International career
- 2011: Belgium U18 / 2 / (0)
- 2011–2012: Belgium U19 / 14 / (0)
- 2012–2013: Belgium U21 / 4 / (0)

= Jonathan Vervoort =

Belgian footballer (born 1993)

Jonathan Stefan Vervoort (born 13 August 1993) is a Belgian professional footballer who plays as a centre back for Hamme.

==Club career==
Vervoort started playing football in Anderlecht's youth academy. However, he transitioned to Denderleeuw EH and later Eendracht Aalst. After two seasons away, the Vervoort rejoined the ranks of the Anderlecht youth teams.
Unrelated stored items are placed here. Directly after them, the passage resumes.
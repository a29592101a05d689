//! Normalized opacity sampling.
//!
//! Every sampler returns an [`AlphaField`]: a contiguous `f32` image with
//! values in `[0, 1]`, one per source pixel, in the source row order.

use crate::image::{Image, ImageView, map_view};

/// Dense per-pixel opacity in `[0, 1]`.
pub type AlphaField = Image<f32>;

/// Reads the alpha byte of RGBA8 pixels.
pub fn alpha_from_rgba8(img: &ImageView<'_, [u8; 4]>) -> AlphaField {
    map_view(img, |px| f32::from(px[3]) / 255.0)
}

/// Treats 8-bit luminance as opacity.
pub fn alpha_from_luma8(img: &ImageView<'_, u8>) -> AlphaField {
    map_view(img, |&v| f32::from(v) / 255.0)
}

/// Copies float opacity, clamping into `[0, 1]`. NaN maps to `0`.
pub fn alpha_from_f32(img: &ImageView<'_, f32>) -> AlphaField {
    map_view(img, |&v| if v.is_nan() { 0.0 } else { v.clamp(0.0, 1.0) })
}
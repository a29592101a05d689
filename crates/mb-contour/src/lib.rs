//! Boundary extraction from alpha fields.
//!
//! Two stages:
//! - [`extract_segments`] runs marching squares over an alpha field and
//!   emits unordered boundary [`Segment`]s, with the checkerboard masks
//!   resolved by the cell-center average.
//! - [`stitch_contours`] links those segments into closed [`Contour`]s with a
//!   greedy least-turn walk over an endpoint hash.
//!
//! Endpoints are snapped to a quantization step so that crossings computed
//! from neighboring cells compare equal. Open walks and polylines with fewer
//! than three distinct vertices are dropped and only reported through `log`.

mod contour;
mod extract;
mod stitch;

pub use contour::{Contour, Segment};
pub use extract::{ExtractConfig, extract_segments};
pub use stitch::{StitchStats, stitch_contours, stitch_contours_with_stats};
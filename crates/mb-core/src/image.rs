use crate::Error;

/// Owned, tightly packed row-major image.
#[derive(Debug, Clone, PartialEq)]
pub struct Image<T> {
    width: usize,
    height: usize,
    data: Vec<T>,
}

impl<T> Image<T> {
    /// Wraps `data`, which must hold exactly `width * height` elements.
    pub fn from_vec(width: usize, height: usize, data: Vec<T>) -> Result<Self, Error> {
        check_len(min_required_len(width, height, width), data.len(), true)?;
        Ok(Self {
            width,
            height,
            data,
        })
    }

    /// Builds an image by evaluating `f(x, y)` in row-major order.
    pub fn from_fn(width: usize, height: usize, mut f: impl FnMut(usize, usize) -> T) -> Self {
        let data = (0..height)
            .flat_map(|y| (0..width).map(move |x| (x, y)))
            .map(|(x, y)| f(x, y))
            .collect();
        Self {
            width,
            height,
            data,
        }
    }

    pub fn width(&self) -> usize {
        self.width
    }

    pub fn height(&self) -> usize {
        self.height
    }

    pub fn data(&self) -> &[T] {
        &self.data
    }

    pub fn get(&self, x: usize, y: usize) -> Option<&T> {
        (x < self.width && y < self.height).then(|| &self.data[y * self.width + x])
    }

    pub fn row_mut(&mut self, y: usize) -> &mut [T] {
        let w = self.width;
        &mut self.data[y * w..(y + 1) * w]
    }

    pub fn as_view(&self) -> ImageView<'_, T> {
        ImageView {
            width: self.width,
            height: self.height,
            stride: self.width,
            data: &self.data,
        }
    }
}

impl<T: Clone> Image<T> {
    pub fn new_fill(width: usize, height: usize, value: T) -> Self {
        let len = width.checked_mul(height).expect("image size overflow");
        Self {
            width,
            height,
            data: vec![value; len],
        }
    }
}

/// Borrowed, possibly strided view over a row-major buffer.
///
/// `stride` is measured in elements and may exceed `width` for padded rows.
/// The final row only needs `width` elements.
#[derive(Debug, Clone, Copy)]
pub struct ImageView<'a, T> {
    width: usize,
    height: usize,
    stride: usize,
    data: &'a [T],
}

impl<'a, T> ImageView<'a, T> {
    pub fn from_slice(
        width: usize,
        height: usize,
        stride: usize,
        data: &'a [T],
    ) -> Result<Self, Error> {
        if stride < width {
            return Err(Error::InvalidStride);
        }
        check_len(min_required_len(width, height, stride), data.len(), false)?;

        Ok(Self {
            width,
            height,
            stride,
            data,
        })
    }

    pub fn width(&self) -> usize {
        self.width
    }

    pub fn height(&self) -> usize {
        self.height
    }

    /// Row `y` without padding. Panics when `y >= height`.
    pub fn row(&self, y: usize) -> &'a [T] {
        assert!(y < self.height, "row {y} outside view of height {}", self.height);
        &self.data[y * self.stride..][..self.width]
    }

    pub fn rows(&self) -> impl Iterator<Item = &'a [T]> + '_ {
        (0..self.height).map(|y| self.row(y))
    }

    pub fn get(&self, x: usize, y: usize) -> Option<&'a T> {
        (x < self.width && y < self.height).then(|| &self.data[y * self.stride + x])
    }
}

/// Copies a view into a packed image, mapping every element with `f`.
pub fn map_view<T, U>(view: &ImageView<'_, T>, mut f: impl FnMut(&T) -> U) -> Image<U> {
    let mut data = Vec::with_capacity(view.width() * view.height());
    for row in view.rows() {
        data.extend(row.iter().map(&mut f));
    }

    Image {
        width: view.width(),
        height: view.height(),
        data,
    }
}

/// Elements needed to hold `height` rows of `stride`, where the last row only
/// needs `width`. `None` on overflow.
fn min_required_len(width: usize, height: usize, stride: usize) -> Option<usize> {
    match (width, height) {
        (0, _) | (_, 0) => Some(0),
        _ => (height - 1).checked_mul(stride)?.checked_add(width),
    }
}

/// `exact` demands `actual == expected`; otherwise `actual` may be longer.
fn check_len(expected: Option<usize>, actual: usize, exact: bool) -> Result<(), Error> {
    let expected = expected.unwrap_or(usize::MAX);
    let ok = if exact {
        actual == expected
    } else {
        actual >= expected
    };
    if ok {
        Ok(())
    } else {
        Err(Error::SizeMismatch { expected, actual })
    }
}

#[cfg(test)]
mod tests {
    use super::{Image, ImageView, map_view};
    use crate::Error;

    #[test]
    fn padded_view_skips_row_tails() {
        let buf = [7u8, 8, 0, 9, 10, 0, 11, 12];
        let view = ImageView::from_slice(2, 3, 3, &buf).expect("valid view");

        let rows: Vec<&[u8]> = view.rows().collect();
        assert_eq!(rows, vec![&[7u8, 8][..], &[9, 10], &[11, 12]]);
        assert_eq!(view.get(1, 2), Some(&12));
        assert_eq!(view.get(2, 0), None);
        assert_eq!(view.get(0, 3), None);
    }

    #[test]
    fn short_or_narrow_buffers_are_rejected() {
        let buf = [1u8, 2, 0, 3, 4];
        assert!(ImageView::from_slice(2, 2, 3, &buf).is_ok());
        assert_eq!(
            ImageView::from_slice(2, 2, 3, &buf[..4]).err(),
            Some(Error::SizeMismatch {
                expected: 5,
                actual: 4
            })
        );
        assert_eq!(
            ImageView::from_slice(4, 1, 3, &buf).err(),
            Some(Error::InvalidStride)
        );
    }

    #[test]
    fn from_vec_rejects_wrong_length() {
        let err = Image::from_vec(3, 3, vec![0.0f32; 8]).expect_err("length mismatch");
        assert_eq!(
            err,
            Error::SizeMismatch {
                expected: 9,
                actual: 8
            }
        );
        assert!(Image::from_vec(0, 5, Vec::<f32>::new()).is_ok());
    }

    #[test]
    fn from_fn_is_row_major() {
        let img = Image::from_fn(3, 2, |x, y| 10 * y + x);
        assert_eq!(img.data(), &[0, 1, 2, 10, 11, 12]);
        assert_eq!(img.get(2, 1), Some(&12));
    }

    #[test]
    fn row_mut_writes_one_row() {
        let mut img = Image::new_fill(2, 3, 0u8);
        img.row_mut(1).fill(5);
        assert_eq!(img.data(), &[0, 0, 5, 5, 0, 0]);
    }

    #[test]
    fn map_view_drops_row_padding() {
        let buf = [10u8, 20, 255, 30, 40, 255];
        let view = ImageView::from_slice(2, 2, 3, &buf).expect("valid view");
        let out = map_view(&view, |&v| f32::from(v) * 0.5);

        assert_eq!((out.width(), out.height()), (2, 2));
        assert_eq!(out.data(), &[5.0, 10.0, 15.0, 20.0]);
    }
}
use core::fmt;

#[derive(Debug, Clone, PartialEq)]
pub enum Error {
    SizeMismatch { expected: usize, actual: usize },
    InvalidStride,
    EmptyImage,
    InvalidTileSize { tile_size: usize, max_distance: f32 },
    InvalidRadius(f32),
}

impl fmt::Display for Error {
    fn fmt(&self, f: &mut fmt::Formatter<'_>) -> fmt::Result {
        match self {
            Self::SizeMismatch { expected, actual } => {
                write!(f, "size mismatch: expected {expected}, got {actual}")
            }
            Self::InvalidStride => write!(f, "invalid stride"),
            Self::EmptyImage => write!(f, "image has zero width or height"),
            Self::InvalidTileSize {
                tile_size,
                max_distance,
            } => write!(
                f,
                "tile size {tile_size} must be non-zero and at least max distance {max_distance}"
            ),
            Self::InvalidRadius(r) => write!(f, "radius must be finite and positive, got {r}"),
        }
    }
}

impl std::error::Error for Error {}
use mb_contour::{Contour, Segment};
use mb_core::Aabb2f;

/// Distance channel an edge contributes to.
#[derive(Debug, Clone, Copy, PartialEq, Eq, Hash)]
pub enum EdgeColor {
    R,
    G,
    B,
}

impl EdgeColor {
    pub const ALL: [EdgeColor; 3] = [EdgeColor::R, EdgeColor::G, EdgeColor::B];

    pub fn next(self) -> Self {
        match self {
            Self::R => Self::G,
            Self::G => Self::B,
            Self::B => Self::R,
        }
    }

    pub fn index(self) -> usize {
        match self {
            Self::R => 0,
            Self::G => 1,
            Self::B => 2,
        }
    }
}

#[derive(Debug, Clone, Copy, PartialEq)]
pub struct ColoredSegment {
    pub seg: Segment,
    pub color: EdgeColor,
    pub aabb: Aabb2f,
}

impl ColoredSegment {
    pub fn new(seg: Segment, color: EdgeColor) -> Self {
        Self {
            seg,
            color,
            aabb: seg.aabb(),
        }
    }
}

/// Reorients every contour counter-clockwise, then colors its edges
/// R, G, B, R, ... starting from the first vertex.
///
/// The cycle restarts at `R` for each contour and ignores corner angles, so
/// channel changes do not necessarily fall on geometric corners.
pub fn color_edges(contours: &mut [Contour]) -> Vec<ColoredSegment> {
    let total: usize = contours.iter().map(Contour::num_edges).sum();
    let mut out = Vec::with_capacity(total);

    for contour in contours.iter_mut() {
        if contour.signed_area() < 0.0 {
            contour.reverse();
        }

        let mut color = EdgeColor::R;
        for seg in contour.edges() {
            out.push(ColoredSegment::new(seg, color));
            color = color.next();
        }
    }

    out
}
use log::trace;
use mb_core::Error;

use crate::color::ColoredSegment;

/// Uniform grid of segment buckets over the image.
///
/// A segment is listed in every tile touched by its bounding box dilated by
/// the search radius, so any segment within the radius of a point is listed
/// in the point's own tile. Queries still scan the 3x3 block around it.
#[derive(Debug, Clone)]
pub struct TileIndex {
    tile_size: usize,
    tiles_x: usize,
    tiles_y: usize,
    tiles: Vec<Vec<usize>>,
}

impl TileIndex {
    /// Bins `segments` for queries of radius `max_distance`.
    ///
    /// Fails when the image is empty, when `max_distance` is not finite and
    /// positive, or when `tile_size < max_distance`.
    pub fn build(
        width: usize,
        height: usize,
        tile_size: usize,
        segments: &[ColoredSegment],
        max_distance: f32,
    ) -> Result<Self, Error> {
        if width == 0 || height == 0 {
            return Err(Error::EmptyImage);
        }
        if !max_distance.is_finite() || max_distance <= 0.0 {
            return Err(Error::InvalidRadius(max_distance));
        }
        if tile_size == 0 || (tile_size as f32) < max_distance {
            return Err(Error::InvalidTileSize {
                tile_size,
                max_distance,
            });
        }

        let tiles_x = width.div_ceil(tile_size);
        let tiles_y = height.div_ceil(tile_size);
        let mut tiles = vec![Vec::new(); tiles_x * tiles_y];

        let ts = tile_size as f32;
        for (i, cs) in segments.iter().enumerate() {
            let bb = cs.aabb.dilate(max_distance);
            let tx0 = clamp_tile(bb.min.x / ts, tiles_x);
            let tx1 = clamp_tile(bb.max.x / ts, tiles_x);
            let ty0 = clamp_tile(bb.min.y / ts, tiles_y);
            let ty1 = clamp_tile(bb.max.y / ts, tiles_y);

            for ty in ty0..=ty1 {
                for tx in tx0..=tx1 {
                    tiles[ty * tiles_x + tx].push(i);
                }
            }
        }

        trace!(
            "tile index {}x{} (size {}): {} entries, busiest tile {}",
            tiles_x,
            tiles_y,
            tile_size,
            tiles.iter().map(Vec::len).sum::<usize>(),
            tiles.iter().map(Vec::len).max().unwrap_or(0)
        );

        Ok(Self {
            tile_size,
            tiles_x,
            tiles_y,
            tiles,
        })
    }

    pub fn tiles_x(&self) -> usize {
        self.tiles_x
    }

    pub fn tiles_y(&self) -> usize {
        self.tiles_y
    }

    pub fn tile_of_pixel(&self, x: usize, y: usize) -> (usize, usize) {
        (
            (x / self.tile_size).min(self.tiles_x - 1),
            (y / self.tile_size).min(self.tiles_y - 1),
        )
    }

    /// Segment indices registered in tile `(tx, ty)`.
    pub fn tile(&self, tx: usize, ty: usize) -> &[usize] {
        &self.tiles[ty * self.tiles_x + tx]
    }

    /// Buckets of the 3x3 block centered on `(tx, ty)`, skipping tiles
    /// outside the grid.
    pub fn neighborhood(&self, tx: usize, ty: usize) -> impl Iterator<Item = &[usize]> + '_ {
        let xs = tx.saturating_sub(1)..=(tx + 1).min(self.tiles_x - 1);
        let ys = ty.saturating_sub(1)..=(ty + 1).min(self.tiles_y - 1);
        ys.flat_map(move |ny| xs.clone().map(move |nx| self.tile(nx, ny)))
    }
}

#[inline]
fn clamp_tile(t: f32, count: usize) -> usize {
    let t = t.floor();
    if t <= 0.0 {
        0
    } else {
        (t as usize).min(count - 1)
    }
}

#[cfg(test)]
mod tests {
    use mb_contour::Segment;
    use mb_core::{Error, Point2f};

    use super::TileIndex;
    use crate::color::{ColoredSegment, EdgeColor};

    fn seg(x0: f32, y0: f32, x1: f32, y1: f32) -> ColoredSegment {
        ColoredSegment::new(
            Segment::new(Point2f::new(x0, y0), Point2f::new(x1, y1)),
            EdgeColor::R,
        )
    }

    #[test]
    fn tile_counts_round_up() {
        let idx = TileIndex::build(33, 16, 8, &[], 4.0).expect("valid index");
        assert_eq!(idx.tiles_x(), 5);
        assert_eq!(idx.tiles_y(), 2);
        assert_eq!(idx.tile_of_pixel(32, 15), (4, 1));
    }

    #[test]
    fn rejects_tile_smaller_than_radius() {
        let err = TileIndex::build(64, 64, 8, &[], 8.5).expect_err("tile too small");
        assert_eq!(
            err,
            Error::InvalidTileSize {
                tile_size: 8,
                max_distance: 8.5
            }
        );
        assert!(TileIndex::build(64, 64, 0, &[], 1.0).is_err());
        assert!(TileIndex::build(64, 64, 8, &[], 0.0).is_err());
        assert!(TileIndex::build(64, 64, 8, &[], f32::NAN).is_err());
        assert_eq!(
            TileIndex::build(0, 64, 8, &[], 4.0).expect_err("empty"),
            Error::EmptyImage
        );
        assert!(TileIndex::build(64, 64, 8, &[], 8.0).is_ok());
    }

    #[test]
    fn dilation_spreads_into_neighbors_and_clamps() {
        let segs = [seg(9.0, 9.0, 10.0, 9.0), seg(-3.0, -3.0, -2.0, -2.0)];
        let idx = TileIndex::build(32, 32, 8, &segs, 4.0).expect("valid index");

        // Dilated box of the first segment is [5, 14] x [5, 13].
        for ty in 0..4 {
            for tx in 0..4 {
                let has = idx.tile(tx, ty).contains(&0);
                assert_eq!(has, tx <= 1 && ty <= 1, "tile ({tx}, {ty})");
            }
        }

        // The off-image segment lands in the corner tile only.
        assert!(idx.tile(0, 0).contains(&1));
        assert!(!idx.tile(1, 0).contains(&1));
    }

    #[test]
    fn membership_grows_with_radius() {
        let segs = [seg(20.0, 20.0, 21.0, 22.0)];
        let small = TileIndex::build(64, 64, 16, &segs, 2.0).expect("valid index");
        let large = TileIndex::build(64, 64, 16, &segs, 12.0).expect("valid index");

        for ty in 0..4 {
            for tx in 0..4 {
                if small.tile(tx, ty).contains(&0) {
                    assert!(large.tile(tx, ty).contains(&0));
                }
            }
        }
        assert!(large.tile(0, 0).contains(&0));
        assert!(!small.tile(0, 0).contains(&0));
    }

    #[test]
    fn neighborhood_skips_out_of_range() {
        let idx = TileIndex::build(24, 24, 8, &[], 2.0).expect("valid index");
        assert_eq!(idx.neighborhood(0, 0).count(), 4);
        assert_eq!(idx.neighborhood(1, 1).count(), 9);
        assert_eq!(idx.neighborhood(2, 1).count(), 6);
    }
}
Notably, he participated in the TV program De school van Lukaku in 2010, which provided audiences with a glimpse into his journey as a footballer.

In 2012, Vervoort was sent on loan to Dutch Eerste Divisie club FC Eindhoven. Vervoort's professional debut followed on 14 September 2012, in a match against Helmond Sport, forming a defensive partnership with Sjors Paridaans at centre-back.